Les domaines de prédilection du Prof. Dr Heußel en matière de diagnostic couvrent un large éventail de techniques d'imagerie, notamment la tomodensitométrie (TDM), l'imagerie par résonance magnétique (IRM), les méthodes de médecine nucléaire telles que la scintigraphie, ainsi que la radiographie et l'échographie. Il possède une expertise particulière en tomodensitométrie haute résolution pour l'examen des maladies de la structure pulmonaire ainsi qu'en tomodensitométrie dynamique des voies respiratoires pour le diagnostic des collapsus. Les biopsies guidées par tomodensitométrie et les ablations tumorales font également partie de son éventail de prestations. L'IRM pulmonaire permet d'étudier sans rayonnement des questions spécifiques telles que la circulation sanguine pulmonaire, l'embolie pulmonaire ou les maladies cardiaques, ce qui constitue un avantage considérable, en particulier pour les groupes de patients sensibles aux rayonnements, comme les femmes enceintes ou les enfants. L'IRM dynamique permet également de répondre à des questions chirurgicales spécifiques, telles que la relation entre, par exemple, les tumeurs du thymus et les gros vaisseaux ou le cœur, ainsi que le mouvement du diaphragme.
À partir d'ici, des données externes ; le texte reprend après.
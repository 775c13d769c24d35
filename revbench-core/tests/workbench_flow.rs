//! End-to-end flow: folder import, editing, a staged fix, persistence.

use pretty_assertions::assert_eq;
use revbench_core::db;
use revbench_core::ingest;
use revbench_core::staging::FixStatus;
use revbench_core::tree::{build_tree, TreeNode};
use revbench_core::{Action, Limits, Workbench};

#[tokio::test]
async fn import_edit_fix_persist() {
    let dir = tempfile::TempDir::new().unwrap();
    let root = dir.path().join("calc");
    std::fs::create_dir_all(root.join("src")).unwrap();
    std::fs::write(root.join("src/calc.py"), "def add(a, b):\n    return a - b\n").unwrap();
    std::fs::write(root.join("README.md"), "# calc\n").unwrap();

    let project = ingest::import_folder(&root, None).unwrap();
    let limits = Limits { history: Some(10), versions: Some(5) };
    let wb = Workbench::new(Vec::new(), limits).apply(Action::CreateProject(project));

    let tree = build_tree(wb.active_project().unwrap());
    assert!(matches!(&tree[0], TreeNode::Directory { name, .. } if name == "src"));

    let calc_id = wb
        .active_project()
        .unwrap()
        .file_by_path("src/calc.py")
        .unwrap()
        .id
        .clone();
    let wb = wb
        .apply(Action::SelectFile { file_id: calc_id.clone() })
        .apply(Action::Edit { content: "def add(a, b):\n    return a - b  # bug\n".into() })
        .apply(Action::Undo);
    assert_eq!(wb.active_file().unwrap().content, "def add(a, b):\n    return a - b\n");

    let wb = wb.apply(Action::FixRequested { file_id: calc_id.clone() });
    let req = wb.fix_request(&calc_id, "fix the addition").unwrap();
    let wb = wb.apply(Action::FixResolved {
        project_id: req.project_id.clone(),
        file_id: calc_id.clone(),
        token: req.token,
        content: "def add(a, b):\n    return a + b\n".into(),
    });
    assert_eq!(wb.fix_status(&calc_id), FixStatus::Staged);
    let wb = wb.apply(Action::AcceptFix { file_id: calc_id.clone() });

    let path = dir.path().join("store").join("projects.db");
    let conn = db::open_db(&path.to_string_lossy()).await.unwrap();
    db::save_projects(&conn, wb.projects()).await.unwrap();

    let restored = db::load_projects(&conn).await.unwrap();
    let file = restored[0].file(&calc_id).unwrap();
    assert_eq!(file.content, "def add(a, b):\n    return a + b\n");
    assert_eq!(file.versions.len(), 1);
    assert_eq!(file.versions[0].content, "def add(a, b):\n    return a - b\n");
    assert!(file.staged_content.is_none());
}
//! Left panel: the project list, or the active project's file tree.
//!
//! Tree rows are indented by depth. Files carry a review badge (`…` while a
//! fix is in flight, `◆` while a proposal is staged) and a dot colored by the
//! cached analysis verdict.

use ratatui::{
    Frame,
    layout::Rect,
    style::{Modifier, Style},
    text::{Line, Span},
    widgets::{List, ListItem},
};
use revbench_core::staging::FixStatus;
use revbench_core::tree::TreeNode;
use revbench_core::types::{Project, ProjectSource};

use crate::app::{AppState, PanelFocus};
use crate::theme::Theme;
use crate::ui::layout::panel_block;

pub fn render_left_panel(frame: &mut Frame, area: Rect, state: &mut AppState, theme: &Theme) {
    if state.bench.active_project().is_some() {
        render_file_tree(frame, area, state, theme);
    } else {
        render_project_list(frame, area, state, theme);
    }
}

fn render_project_list(frame: &mut Frame, area: Rect, state: &mut AppState, theme: &Theme) {
    let is_focused = state.focus == PanelFocus::Tree;
    let count = state.bench.projects().len();
    let block = panel_block(format!("Projects ({count})"), is_focused, theme);

    let items: Vec<ListItem> = if count == 0 {
        vec![
            ListItem::new(Line::raw("No projects yet.")),
            ListItem::new(Line::raw("o  import GitHub repo")),
            ListItem::new(Line::raw("O  import local folder")),
            ListItem::new(Line::raw("b  blank project")),
        ]
    } else {
        state.bench.projects().iter().map(|p| project_item(p, theme)).collect()
    };

    let list = List::new(items)
        .block(block)
        .highlight_style(Style::default().fg(theme.border_active).add_modifier(Modifier::BOLD))
        .highlight_symbol("▶ ");

    frame.render_stateful_widget(list, area, &mut state.projects_state);
}

fn project_item(project: &Project, theme: &Theme) -> ListItem<'static> {
    let source = match &project.source {
        ProjectSource::GitHub { owner, repo, .. } => format!("{owner}/{repo}"),
        ProjectSource::Folder { path } => path.clone(),
        ProjectSource::Blank => "blank".to_owned(),
    };
    ListItem::new(vec![
        Line::from(Span::styled(project.name.clone(), Style::default().add_modifier(Modifier::BOLD))),
        Line::from(Span::styled(
            format!("  {source} · {} files", project.files.len()),
            Style::default().fg(theme.gutter),
        )),
    ])
}

fn render_file_tree(frame: &mut Frame, area: Rect, state: &mut AppState, theme: &Theme) {
    let is_focused = state.focus == PanelFocus::Tree;
    let title = state
        .bench
        .active_project()
        .map(|p| format!("{} ({})", p.name, p.files.len()))
        .unwrap_or_default();
    let block = panel_block(title, is_focused, theme);

    let active = state.bench.active_file_id();
    let items: Vec<ListItem> = if state.tree.is_empty() {
        vec![ListItem::new(Line::raw("Empty project. n: new file"))]
    } else {
        state
            .tree
            .iter()
            .map(|node| tree_item(node, state, active, theme))
            .collect()
    };

    let list = List::new(items)
        .block(block)
        .highlight_style(Style::default().add_modifier(Modifier::REVERSED));

    frame.render_stateful_widget(list, area, &mut state.tree_state);
}

fn tree_item(node: &TreeNode, state: &AppState, active: Option<&str>, theme: &Theme) -> ListItem<'static> {
    let indent = "  ".repeat(node.depth());
    match node {
        TreeNode::Directory { name, .. } => ListItem::new(Line::from(vec![
            Span::raw(indent),
            Span::styled(format!("▾ {name}/"), Style::default().fg(theme.directory)),
        ])),
        TreeNode::File { id, name, .. } => {
            let mut style = Style::default();
            if active == Some(id.as_str()) {
                style = style.add_modifier(Modifier::BOLD);
            }
            let mut spans = vec![Span::raw(indent), Span::raw("  "), Span::styled(name.clone(), style)];

            let status = state.bench.fix_status(id);
            if let Some(color) = theme.fix_status(status) {
                let badge = match status {
                    FixStatus::Fixing => " …",
                    _ => " ◆",
                };
                spans.push(Span::styled(badge, Style::default().fg(color)));
            }
            let verdict = state
                .bench
                .active_project()
                .and_then(|p| p.file(id))
                .and_then(|f| f.analysis.as_ref())
                .map(|a| a.status);
            if let Some(verdict) = verdict {
                spans.push(Span::styled(" ●", Style::default().fg(theme.safety(verdict))));
            }
            ListItem::new(Line::from(spans))
        }
    }
}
Un axe particulier de son travail réside dans la radiologie interventionnelle, qui permet de réaliser des interventions mini-invasives telles que l'ablation de tumeurs et des biopsies pour le prélèvement de tissus. Ces procédures contribuent à affiner les diagnostics et à mettre en place de manière ciblée des traitements tels que les immunothérapies modernes. Grâce à une technologie de pointe et à une collaboration interdisciplinaire, notamment avec la chirurgie thoracique, l'oncologie et la pneumologie, le Prof. Dr Heußel apporte une contribution essentielle à la prise en charge individualisée des patients.
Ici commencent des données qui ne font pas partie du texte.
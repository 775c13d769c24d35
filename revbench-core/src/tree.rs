//! Directory-tree view over a project's flat file list.
//!
//! Directories come from two places: parents of file paths, and the project's
//! explicit `folders` (which is how an empty directory exists at all).

use std::collections::BTreeSet;

use crate::types::{file_name, FileRecord, Project};

#[derive(Debug, Clone, PartialEq, Eq)]
pub enum TreeNode {
    Directory { path: String, name: String, depth: usize },
    File { id: String, path: String, name: String, depth: usize },
}

impl TreeNode {
    pub fn depth(&self) -> usize {
        match self {
            TreeNode::Directory { depth, .. } | TreeNode::File { depth, .. } => *depth,
        }
    }

    pub fn name(&self) -> &str {
        match self {
            TreeNode::Directory { name, .. } | TreeNode::File { name, .. } => name,
        }
    }

    pub fn file_id(&self) -> Option<&str> {
        match self {
            TreeNode::File { id, .. } => Some(id),
            TreeNode::Directory { .. } => None,
        }
    }
}

/// Flattens the project into display order: directories first, then files,
/// each group sorted by name, children directly after their parent.
pub fn build_tree(project: &Project) -> Vec<TreeNode> {
    let mut dirs = BTreeSet::new();
    for folder in &project.folders {
        insert_with_parents(&mut dirs, folder);
    }
    for file in &project.files {
        let parent = parent_of(&file.path);
        if !parent.is_empty() {
            insert_with_parents(&mut dirs, parent);
        }
    }

    let mut out = Vec::with_capacity(dirs.len() + project.files.len());
    walk("", 0, &dirs, &project.files, &mut out);
    out
}

fn walk(parent: &str, depth: usize, dirs: &BTreeSet<String>, files: &[FileRecord], out: &mut Vec<TreeNode>) {
    for dir in dirs.iter().filter(|d| parent_of(d) == parent) {
        out.push(TreeNode::Directory {
            path: dir.clone(),
            name: file_name(dir).to_owned(),
            depth,
        });
        walk(dir, depth + 1, dirs, files, out);
    }

    let mut here: Vec<&FileRecord> = files.iter().filter(|f| parent_of(&f.path) == parent).collect();
    here.sort_by(|a, b| a.name.cmp(&b.name));
    out.extend(here.into_iter().map(|f| TreeNode::File {
        id: f.id.clone(),
        path: f.path.clone(),
        name: f.name.clone(),
        depth,
    }));
}

fn parent_of(path: &str) -> &str {
    path.rsplit_once('/').map(|(parent, _)| parent).unwrap_or("")
}

fn insert_with_parents(dirs: &mut BTreeSet<String>, dir: &str) {
    let mut current = dir;
    while !current.is_empty() && dirs.insert(current.to_owned()) {
        current = parent_of(current);
    }
}

#[cfg(test)]
mod tests {
    use super::*;
    use crate::types::ProjectSource;
    use pretty_assertions::assert_eq;

    fn names(nodes: &[TreeNode]) -> Vec<String> {
        nodes
            .iter()
            .map(|n| format!("{}{}", "  ".repeat(n.depth()), n.name()))
            .collect()
    }

    #[test]
    fn directories_first_then_files() {
        let mut project = Project::new(
            "demo",
            ProjectSource::Blank,
            vec![
                FileRecord::new("src/main.rs", ""),
                FileRecord::new("README.md", ""),
                FileRecord::new("src/ui/view.rs", ""),
                FileRecord::new("Cargo.toml", ""),
                FileRecord::new("src/app.rs", ""),
            ],
        );
        project.folders.push("docs/adr".into());

        assert_eq!(
            names(&build_tree(&project)),
            vec![
                "docs",
                "  adr",
                "src",
                "  ui",
                "    view.rs",
                "  app.rs",
                "  main.rs",
                "Cargo.toml",
                "README.md",
            ]
        );
    }

    #[test]
    fn file_nodes_carry_ids() {
        let file = FileRecord::new("a/b.rs", "");
        let id = file.id.clone();
        let project = Project::new("demo", ProjectSource::Blank, vec![file]);
        let tree = build_tree(&project);
        assert_eq!(tree[0].file_id(), None);
        assert_eq!(tree[1].file_id(), Some(id.as_str()));
    }
}
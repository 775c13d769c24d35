//! Help overlay: a centred modal drawn over the panels. `Clear` erases the
//! background first so the modal shows in the same `terminal.draw()` pass.

use ratatui::{
    Frame,
    layout::Constraint,
    style::Style,
    text::{Line, Text},
    widgets::{Block, Clear, Paragraph, Wrap},
};

use crate::theme::Theme;

/// Skipped on terminals narrower than 60 columns.
pub fn render_help_overlay(frame: &mut Frame, theme: &Theme, help_scroll: u16) {
    if frame.area().width < 60 {
        return;
    }

    let overlay_area = frame
        .area()
        .centered(Constraint::Percentage(80), Constraint::Percentage(80));

    frame.render_widget(Clear, overlay_area);

    let block = Block::bordered()
        .title(" Help · j/k scroll, ? or Esc to dismiss ")
        .border_style(Style::default().fg(theme.border_active));

    frame.render_widget(
        Paragraph::new(build_help_text())
            .block(block)
            .wrap(Wrap { trim: false })
            .scroll((help_scroll, 0)),
        overlay_area,
    );
}

fn build_help_text() -> Text<'static> {
    Text::from(vec![
        Line::from("Navigation"),
        Line::from("  j / k         Move down / up"),
        Line::from("  g / G         Jump to top / bottom"),
        Line::from("  Ctrl-d / u    Half page down / up"),
        Line::from("  Ctrl-f / b    Full page down / up"),
        Line::from("  H / L         Focus previous / next panel"),
        Line::from("  Tab           Next assistant tab (Analysis, Chat, Versions)"),
        Line::from("  < / >         Shrink / grow the editor panel"),
        Line::from(""),
        Line::from("Projects"),
        Line::from("  Enter         Open the selected project"),
        Line::from("  o / O         Import a GitHub repository / local folder"),
        Line::from("  b             New blank project"),
        Line::from("  D             Delete the selected project"),
        Line::from("  P             Back to the project list"),
        Line::from(""),
        Line::from("Files"),
        Line::from("  Enter / l     Open the selected file"),
        Line::from("  n / N         New file / folder under the selection"),
        Line::from("  r             Rename the selected file"),
        Line::from("  D             Delete the selected file"),
        Line::from(""),
        Line::from("Editing"),
        Line::from("  i             Insert mode (Esc leaves)"),
        Line::from("  u / Ctrl-r    Undo / redo"),
        Line::from(""),
        Line::from("Assistant"),
        Line::from("  a / A         Analyze file / project"),
        Line::from("  f             Ask for a fix with an instruction"),
        Line::from("  F             Fix every issue from the last analysis"),
        Line::from("  t             Generate tests for the file"),
        Line::from("  c             Ask a question in the project chat"),
        Line::from(""),
        Line::from("Review (when a proposal is staged)"),
        Line::from("  y / x         Accept / reject the proposal"),
        Line::from("  [ / ]         Previous / next change"),
        Line::from("  Enter         Revert to the selected version (Versions tab)"),
        Line::from(""),
        Line::from("General"),
        Line::from("  Esc           Dismiss the newest notice"),
        Line::from("  ?             Open / close this help"),
        Line::from("  q             Quit"),
    ])
}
Outre son activité clinique, le Prof. Dr Heußel participe activement à des projets scientifiques, notamment au Centre allemand de recherche pulmonaire, et contribue à l'élaboration de directives médicales pour la Société allemande de radiologie. Cela souligne sa volonté d'intégrer les dernières découvertes de la recherche dans la pratique quotidienne et d'établir ainsi les normes les plus élevées en matière de soins aux patients. La clinique thoracique de Heidelberg bénéficie de ses nombreuses années d'expérience et de son expertise en imagerie diagnostique et interventionnelle. Les patients trouvent en la personne du Prof. Dr Heußel un médecin engagé et hautement qualifié, qui s'investit avec beaucoup de dévouement pour offrir les meilleurs soins médicaux possibles.
Un concept performant est également intégré dans la formation initiale et continue en radiologie à la Thoraxklinik Heidelberg. L'agrément de formation continue obtenu en radiologie et le taux d'occupation complet des postes de médecins et de techniciens en radiologie témoignent du vif intérêt des jeunes collaborateurs pour la formation au sein du service de radiologie de la Thoraxklinik Heidelberg. La rédaction du Leading Medicine Guide s'est entretenue avec lui et a pu en apprendre davantage sur la radiologie diagnostique et interventionnelle à partir de l'exemple des cancers du poumon.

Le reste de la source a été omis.